→ TASK TO COMPLETE
Return, word for word, only the lines of the data below that lie between the line with "and returns it." and the line with "for arc in path", those two lines included.

──────── RAW DATA

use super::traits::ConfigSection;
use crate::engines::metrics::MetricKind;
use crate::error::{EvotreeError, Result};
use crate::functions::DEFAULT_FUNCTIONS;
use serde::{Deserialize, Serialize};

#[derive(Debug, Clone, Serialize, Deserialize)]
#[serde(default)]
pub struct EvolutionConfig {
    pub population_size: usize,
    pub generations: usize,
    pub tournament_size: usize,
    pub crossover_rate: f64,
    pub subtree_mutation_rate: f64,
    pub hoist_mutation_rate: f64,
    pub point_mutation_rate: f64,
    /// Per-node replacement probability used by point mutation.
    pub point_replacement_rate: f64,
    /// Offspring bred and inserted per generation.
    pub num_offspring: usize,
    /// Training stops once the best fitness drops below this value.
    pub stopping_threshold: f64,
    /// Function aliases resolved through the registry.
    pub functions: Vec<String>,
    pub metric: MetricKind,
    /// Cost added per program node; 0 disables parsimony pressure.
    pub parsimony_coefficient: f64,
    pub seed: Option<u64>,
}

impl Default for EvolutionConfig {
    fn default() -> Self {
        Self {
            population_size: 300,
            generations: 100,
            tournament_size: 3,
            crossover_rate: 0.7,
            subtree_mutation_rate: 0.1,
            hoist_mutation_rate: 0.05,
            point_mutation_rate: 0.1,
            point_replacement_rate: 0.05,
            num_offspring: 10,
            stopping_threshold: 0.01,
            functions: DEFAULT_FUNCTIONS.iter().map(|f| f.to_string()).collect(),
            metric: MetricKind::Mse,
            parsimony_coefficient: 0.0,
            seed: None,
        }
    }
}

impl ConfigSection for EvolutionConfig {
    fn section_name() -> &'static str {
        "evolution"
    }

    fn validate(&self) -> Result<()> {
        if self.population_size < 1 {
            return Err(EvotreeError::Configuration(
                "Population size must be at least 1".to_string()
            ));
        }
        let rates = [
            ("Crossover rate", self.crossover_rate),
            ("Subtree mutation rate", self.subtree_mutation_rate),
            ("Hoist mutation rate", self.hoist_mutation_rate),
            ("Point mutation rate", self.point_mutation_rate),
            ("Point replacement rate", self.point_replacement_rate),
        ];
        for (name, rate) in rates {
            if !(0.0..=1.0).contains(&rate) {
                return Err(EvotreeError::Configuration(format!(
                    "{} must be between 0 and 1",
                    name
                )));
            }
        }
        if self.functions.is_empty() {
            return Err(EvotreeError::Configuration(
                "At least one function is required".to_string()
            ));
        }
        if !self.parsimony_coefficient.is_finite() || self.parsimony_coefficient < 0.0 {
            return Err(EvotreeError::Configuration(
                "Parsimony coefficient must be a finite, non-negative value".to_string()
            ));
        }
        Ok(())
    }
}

────────────────
──────── RAW DATA

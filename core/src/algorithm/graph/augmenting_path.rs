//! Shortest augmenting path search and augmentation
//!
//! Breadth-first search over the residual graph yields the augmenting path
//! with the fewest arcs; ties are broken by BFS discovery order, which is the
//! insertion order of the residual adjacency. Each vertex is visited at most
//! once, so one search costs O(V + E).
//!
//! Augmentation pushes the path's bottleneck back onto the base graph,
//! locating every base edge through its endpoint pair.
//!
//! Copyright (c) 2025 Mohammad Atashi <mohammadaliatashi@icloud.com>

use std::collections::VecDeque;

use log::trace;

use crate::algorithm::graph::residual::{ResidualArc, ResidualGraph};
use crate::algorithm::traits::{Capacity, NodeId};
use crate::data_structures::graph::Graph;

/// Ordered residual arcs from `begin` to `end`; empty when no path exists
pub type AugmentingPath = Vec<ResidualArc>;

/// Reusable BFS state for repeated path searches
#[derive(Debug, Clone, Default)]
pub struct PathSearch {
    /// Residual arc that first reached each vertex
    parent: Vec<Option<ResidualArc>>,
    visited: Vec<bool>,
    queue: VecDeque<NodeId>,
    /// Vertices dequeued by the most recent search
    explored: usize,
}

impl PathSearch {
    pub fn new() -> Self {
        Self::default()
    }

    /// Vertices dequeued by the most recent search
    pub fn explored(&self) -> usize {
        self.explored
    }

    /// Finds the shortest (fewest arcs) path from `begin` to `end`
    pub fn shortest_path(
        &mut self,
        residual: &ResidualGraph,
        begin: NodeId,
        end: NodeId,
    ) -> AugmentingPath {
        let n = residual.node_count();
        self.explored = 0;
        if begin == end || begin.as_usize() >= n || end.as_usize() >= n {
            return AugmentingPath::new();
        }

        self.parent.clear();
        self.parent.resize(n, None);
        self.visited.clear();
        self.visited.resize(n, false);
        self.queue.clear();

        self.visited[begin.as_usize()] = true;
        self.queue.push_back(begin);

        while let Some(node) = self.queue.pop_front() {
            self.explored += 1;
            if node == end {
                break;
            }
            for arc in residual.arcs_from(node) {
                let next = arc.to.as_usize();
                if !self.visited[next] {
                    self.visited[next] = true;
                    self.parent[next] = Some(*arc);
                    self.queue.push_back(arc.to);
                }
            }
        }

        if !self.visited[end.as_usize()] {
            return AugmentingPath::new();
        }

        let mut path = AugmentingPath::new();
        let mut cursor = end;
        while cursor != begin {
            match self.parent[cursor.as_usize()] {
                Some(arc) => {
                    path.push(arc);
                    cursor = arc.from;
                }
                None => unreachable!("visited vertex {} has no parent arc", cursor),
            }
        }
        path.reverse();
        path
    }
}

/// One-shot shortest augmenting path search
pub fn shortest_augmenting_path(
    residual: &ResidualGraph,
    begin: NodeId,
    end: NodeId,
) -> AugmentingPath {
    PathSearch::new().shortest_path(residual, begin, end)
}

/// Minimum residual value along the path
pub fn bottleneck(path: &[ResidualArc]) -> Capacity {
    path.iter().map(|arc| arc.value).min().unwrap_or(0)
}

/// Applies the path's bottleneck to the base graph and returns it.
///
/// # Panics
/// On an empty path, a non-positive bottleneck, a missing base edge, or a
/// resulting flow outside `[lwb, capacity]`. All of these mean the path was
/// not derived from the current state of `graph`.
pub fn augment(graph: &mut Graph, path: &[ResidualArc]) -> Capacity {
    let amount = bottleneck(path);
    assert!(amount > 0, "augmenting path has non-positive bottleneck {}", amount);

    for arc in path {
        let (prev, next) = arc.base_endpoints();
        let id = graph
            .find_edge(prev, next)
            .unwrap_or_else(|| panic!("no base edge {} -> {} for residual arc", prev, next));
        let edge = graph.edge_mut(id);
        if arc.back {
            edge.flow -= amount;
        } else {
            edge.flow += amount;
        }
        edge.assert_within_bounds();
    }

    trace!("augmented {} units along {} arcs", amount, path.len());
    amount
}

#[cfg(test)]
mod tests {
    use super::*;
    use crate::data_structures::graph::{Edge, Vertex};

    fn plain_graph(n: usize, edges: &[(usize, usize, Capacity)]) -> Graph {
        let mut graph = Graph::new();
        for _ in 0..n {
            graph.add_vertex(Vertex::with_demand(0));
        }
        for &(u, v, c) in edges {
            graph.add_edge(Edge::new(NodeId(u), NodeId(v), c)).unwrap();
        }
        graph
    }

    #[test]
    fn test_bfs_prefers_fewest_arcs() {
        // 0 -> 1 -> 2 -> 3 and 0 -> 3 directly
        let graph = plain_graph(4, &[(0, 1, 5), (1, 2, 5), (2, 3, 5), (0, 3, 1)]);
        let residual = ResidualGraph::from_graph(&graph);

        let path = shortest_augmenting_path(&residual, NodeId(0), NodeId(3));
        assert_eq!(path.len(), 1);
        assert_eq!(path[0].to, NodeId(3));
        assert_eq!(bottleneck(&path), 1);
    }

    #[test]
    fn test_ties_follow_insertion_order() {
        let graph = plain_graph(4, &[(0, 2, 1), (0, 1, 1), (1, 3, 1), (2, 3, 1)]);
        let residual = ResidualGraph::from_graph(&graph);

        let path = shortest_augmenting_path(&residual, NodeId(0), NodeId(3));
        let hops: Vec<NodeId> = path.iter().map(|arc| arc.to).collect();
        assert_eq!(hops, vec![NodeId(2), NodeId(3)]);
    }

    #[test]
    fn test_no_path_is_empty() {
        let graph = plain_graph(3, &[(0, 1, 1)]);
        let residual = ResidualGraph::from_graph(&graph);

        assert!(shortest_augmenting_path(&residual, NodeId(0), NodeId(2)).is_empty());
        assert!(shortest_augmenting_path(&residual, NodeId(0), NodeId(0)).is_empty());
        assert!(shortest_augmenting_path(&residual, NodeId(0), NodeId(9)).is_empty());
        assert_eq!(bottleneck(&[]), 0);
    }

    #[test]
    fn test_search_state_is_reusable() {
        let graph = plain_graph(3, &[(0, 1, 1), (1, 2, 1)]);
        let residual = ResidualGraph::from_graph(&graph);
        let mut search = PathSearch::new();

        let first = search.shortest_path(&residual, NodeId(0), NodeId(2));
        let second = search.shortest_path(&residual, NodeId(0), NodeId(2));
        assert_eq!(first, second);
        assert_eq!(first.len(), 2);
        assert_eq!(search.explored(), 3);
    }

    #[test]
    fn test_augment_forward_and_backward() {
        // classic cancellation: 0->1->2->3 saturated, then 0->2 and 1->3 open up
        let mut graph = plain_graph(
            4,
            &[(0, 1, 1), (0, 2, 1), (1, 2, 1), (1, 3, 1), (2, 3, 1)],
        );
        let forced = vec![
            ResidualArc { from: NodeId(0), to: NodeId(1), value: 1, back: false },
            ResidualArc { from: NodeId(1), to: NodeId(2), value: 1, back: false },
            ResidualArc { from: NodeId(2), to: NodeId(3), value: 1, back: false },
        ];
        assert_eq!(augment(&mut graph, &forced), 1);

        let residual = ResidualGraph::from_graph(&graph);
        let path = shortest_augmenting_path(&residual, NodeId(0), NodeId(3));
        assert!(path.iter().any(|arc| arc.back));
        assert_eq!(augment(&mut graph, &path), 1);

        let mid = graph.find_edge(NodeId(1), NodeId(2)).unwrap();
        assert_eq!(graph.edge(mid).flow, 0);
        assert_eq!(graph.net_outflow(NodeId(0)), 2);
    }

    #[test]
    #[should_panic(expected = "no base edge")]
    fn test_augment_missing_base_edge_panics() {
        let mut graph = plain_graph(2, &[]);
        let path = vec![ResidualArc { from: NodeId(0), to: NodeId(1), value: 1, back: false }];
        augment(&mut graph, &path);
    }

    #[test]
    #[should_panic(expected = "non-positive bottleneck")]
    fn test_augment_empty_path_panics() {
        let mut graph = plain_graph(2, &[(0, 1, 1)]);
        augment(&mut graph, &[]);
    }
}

────────────────
──────── RAW DATA

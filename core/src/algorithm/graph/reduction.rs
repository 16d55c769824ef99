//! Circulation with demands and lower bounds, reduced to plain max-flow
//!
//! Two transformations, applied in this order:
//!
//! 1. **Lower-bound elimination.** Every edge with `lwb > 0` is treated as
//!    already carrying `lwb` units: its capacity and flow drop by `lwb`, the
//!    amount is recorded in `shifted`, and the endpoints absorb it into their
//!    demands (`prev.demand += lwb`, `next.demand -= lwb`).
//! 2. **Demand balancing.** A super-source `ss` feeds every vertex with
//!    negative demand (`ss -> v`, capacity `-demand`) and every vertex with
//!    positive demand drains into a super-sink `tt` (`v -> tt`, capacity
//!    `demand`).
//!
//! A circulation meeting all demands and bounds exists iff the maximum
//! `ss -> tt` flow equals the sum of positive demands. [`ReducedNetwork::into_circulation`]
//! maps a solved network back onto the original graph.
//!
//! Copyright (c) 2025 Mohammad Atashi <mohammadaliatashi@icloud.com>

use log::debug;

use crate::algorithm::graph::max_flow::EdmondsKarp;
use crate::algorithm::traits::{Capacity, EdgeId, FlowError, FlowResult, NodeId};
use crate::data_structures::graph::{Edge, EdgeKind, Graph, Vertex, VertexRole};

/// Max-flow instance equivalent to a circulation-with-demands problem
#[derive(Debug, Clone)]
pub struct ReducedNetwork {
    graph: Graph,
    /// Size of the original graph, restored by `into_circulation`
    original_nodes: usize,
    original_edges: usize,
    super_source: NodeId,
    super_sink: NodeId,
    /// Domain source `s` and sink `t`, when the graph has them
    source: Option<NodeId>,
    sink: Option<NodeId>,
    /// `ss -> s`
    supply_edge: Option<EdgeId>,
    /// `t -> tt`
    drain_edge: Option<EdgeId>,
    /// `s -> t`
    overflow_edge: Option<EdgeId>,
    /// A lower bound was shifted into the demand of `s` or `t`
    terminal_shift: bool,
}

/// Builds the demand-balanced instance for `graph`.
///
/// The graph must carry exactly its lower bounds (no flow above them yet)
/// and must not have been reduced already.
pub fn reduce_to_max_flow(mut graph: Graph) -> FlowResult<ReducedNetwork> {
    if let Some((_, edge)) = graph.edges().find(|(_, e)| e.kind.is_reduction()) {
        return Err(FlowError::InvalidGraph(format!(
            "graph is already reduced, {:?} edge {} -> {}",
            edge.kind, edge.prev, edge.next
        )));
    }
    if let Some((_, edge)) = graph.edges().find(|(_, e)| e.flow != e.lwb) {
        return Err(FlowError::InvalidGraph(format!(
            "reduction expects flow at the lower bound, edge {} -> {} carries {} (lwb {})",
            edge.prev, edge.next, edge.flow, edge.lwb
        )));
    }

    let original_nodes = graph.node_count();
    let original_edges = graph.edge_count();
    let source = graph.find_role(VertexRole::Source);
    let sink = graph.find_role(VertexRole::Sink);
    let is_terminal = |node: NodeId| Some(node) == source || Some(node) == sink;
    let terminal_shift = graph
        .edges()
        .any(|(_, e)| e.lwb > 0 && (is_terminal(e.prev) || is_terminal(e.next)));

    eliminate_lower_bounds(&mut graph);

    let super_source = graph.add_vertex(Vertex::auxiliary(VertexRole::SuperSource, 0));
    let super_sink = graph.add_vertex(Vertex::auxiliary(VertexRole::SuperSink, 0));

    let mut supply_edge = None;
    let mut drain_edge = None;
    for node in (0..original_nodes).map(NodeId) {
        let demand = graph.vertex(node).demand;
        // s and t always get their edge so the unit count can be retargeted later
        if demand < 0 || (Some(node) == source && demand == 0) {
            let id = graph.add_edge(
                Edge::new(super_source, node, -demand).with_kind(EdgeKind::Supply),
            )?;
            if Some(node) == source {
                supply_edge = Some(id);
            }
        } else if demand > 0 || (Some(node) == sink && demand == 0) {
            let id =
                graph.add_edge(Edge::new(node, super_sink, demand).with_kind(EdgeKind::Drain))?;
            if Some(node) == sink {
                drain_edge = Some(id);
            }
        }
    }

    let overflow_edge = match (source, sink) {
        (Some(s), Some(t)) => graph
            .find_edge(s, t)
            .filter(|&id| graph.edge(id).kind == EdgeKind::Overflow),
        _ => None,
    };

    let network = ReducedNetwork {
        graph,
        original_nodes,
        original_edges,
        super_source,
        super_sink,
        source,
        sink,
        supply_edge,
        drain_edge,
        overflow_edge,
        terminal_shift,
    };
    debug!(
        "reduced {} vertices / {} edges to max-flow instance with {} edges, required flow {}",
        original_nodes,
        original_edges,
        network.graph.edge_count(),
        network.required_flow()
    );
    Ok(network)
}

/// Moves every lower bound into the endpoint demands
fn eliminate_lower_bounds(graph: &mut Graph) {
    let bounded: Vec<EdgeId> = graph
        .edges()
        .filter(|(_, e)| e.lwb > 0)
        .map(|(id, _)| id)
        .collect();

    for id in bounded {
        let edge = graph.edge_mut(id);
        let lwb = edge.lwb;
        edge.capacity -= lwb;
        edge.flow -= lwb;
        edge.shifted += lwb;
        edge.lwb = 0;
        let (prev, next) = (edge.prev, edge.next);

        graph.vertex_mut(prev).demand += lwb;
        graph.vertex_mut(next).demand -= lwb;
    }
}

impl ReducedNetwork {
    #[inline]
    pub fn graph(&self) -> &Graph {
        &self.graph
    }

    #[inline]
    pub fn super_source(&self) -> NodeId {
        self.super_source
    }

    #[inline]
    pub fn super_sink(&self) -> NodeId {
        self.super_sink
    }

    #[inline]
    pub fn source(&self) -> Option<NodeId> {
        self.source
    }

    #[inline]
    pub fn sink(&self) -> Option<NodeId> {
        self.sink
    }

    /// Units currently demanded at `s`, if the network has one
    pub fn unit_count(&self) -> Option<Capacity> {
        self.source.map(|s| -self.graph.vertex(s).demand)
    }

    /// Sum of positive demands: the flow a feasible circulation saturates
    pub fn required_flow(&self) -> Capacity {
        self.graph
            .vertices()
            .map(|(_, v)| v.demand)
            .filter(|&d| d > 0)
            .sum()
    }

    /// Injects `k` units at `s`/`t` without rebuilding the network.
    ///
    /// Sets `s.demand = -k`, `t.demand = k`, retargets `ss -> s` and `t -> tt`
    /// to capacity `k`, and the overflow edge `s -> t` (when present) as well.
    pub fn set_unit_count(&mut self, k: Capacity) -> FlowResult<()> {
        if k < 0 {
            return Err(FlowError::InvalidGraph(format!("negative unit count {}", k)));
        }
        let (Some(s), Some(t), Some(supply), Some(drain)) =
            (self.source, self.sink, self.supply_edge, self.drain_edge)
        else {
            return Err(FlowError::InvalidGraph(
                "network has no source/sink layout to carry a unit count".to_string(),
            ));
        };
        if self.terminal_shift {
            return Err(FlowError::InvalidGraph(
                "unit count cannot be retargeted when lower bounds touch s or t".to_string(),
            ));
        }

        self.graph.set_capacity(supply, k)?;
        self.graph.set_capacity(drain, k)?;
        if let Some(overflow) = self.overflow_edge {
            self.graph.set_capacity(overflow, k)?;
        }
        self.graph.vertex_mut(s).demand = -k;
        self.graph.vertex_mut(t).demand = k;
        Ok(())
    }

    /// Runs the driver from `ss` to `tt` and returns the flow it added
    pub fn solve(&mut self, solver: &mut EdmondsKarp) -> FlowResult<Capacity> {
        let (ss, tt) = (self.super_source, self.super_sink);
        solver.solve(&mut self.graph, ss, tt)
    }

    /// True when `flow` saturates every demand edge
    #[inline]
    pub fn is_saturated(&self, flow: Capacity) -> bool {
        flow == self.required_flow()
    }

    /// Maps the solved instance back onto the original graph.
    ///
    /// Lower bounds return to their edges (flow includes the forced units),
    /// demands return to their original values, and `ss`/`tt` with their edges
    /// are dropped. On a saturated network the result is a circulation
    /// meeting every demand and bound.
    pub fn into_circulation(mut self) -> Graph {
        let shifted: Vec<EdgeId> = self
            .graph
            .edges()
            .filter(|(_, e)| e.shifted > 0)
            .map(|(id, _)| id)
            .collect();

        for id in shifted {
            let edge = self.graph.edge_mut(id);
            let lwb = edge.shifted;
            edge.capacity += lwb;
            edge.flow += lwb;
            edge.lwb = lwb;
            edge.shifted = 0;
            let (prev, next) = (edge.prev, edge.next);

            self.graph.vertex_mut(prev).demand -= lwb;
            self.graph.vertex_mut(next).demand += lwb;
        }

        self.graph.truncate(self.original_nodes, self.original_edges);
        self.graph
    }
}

────────────────

→ PROBLEM SOLUTION
/// Applies the path's bottleneck to the base graph and returns it.
///
/// # Panics
/// On an empty path, a non-positive bottleneck, a missing base edge, or a
/// resulting flow outside `[lwb, capacity]`. All of these mean the path was
/// not derived from the current state of `graph`.
pub fn augment(graph: &mut Graph, path: &[ResidualArc]) -> Capacity {
    let amount = bottleneck(path);
    assert!(amount > 0, "augmenting path has non-positive bottleneck {}", amount);

    for arc in path {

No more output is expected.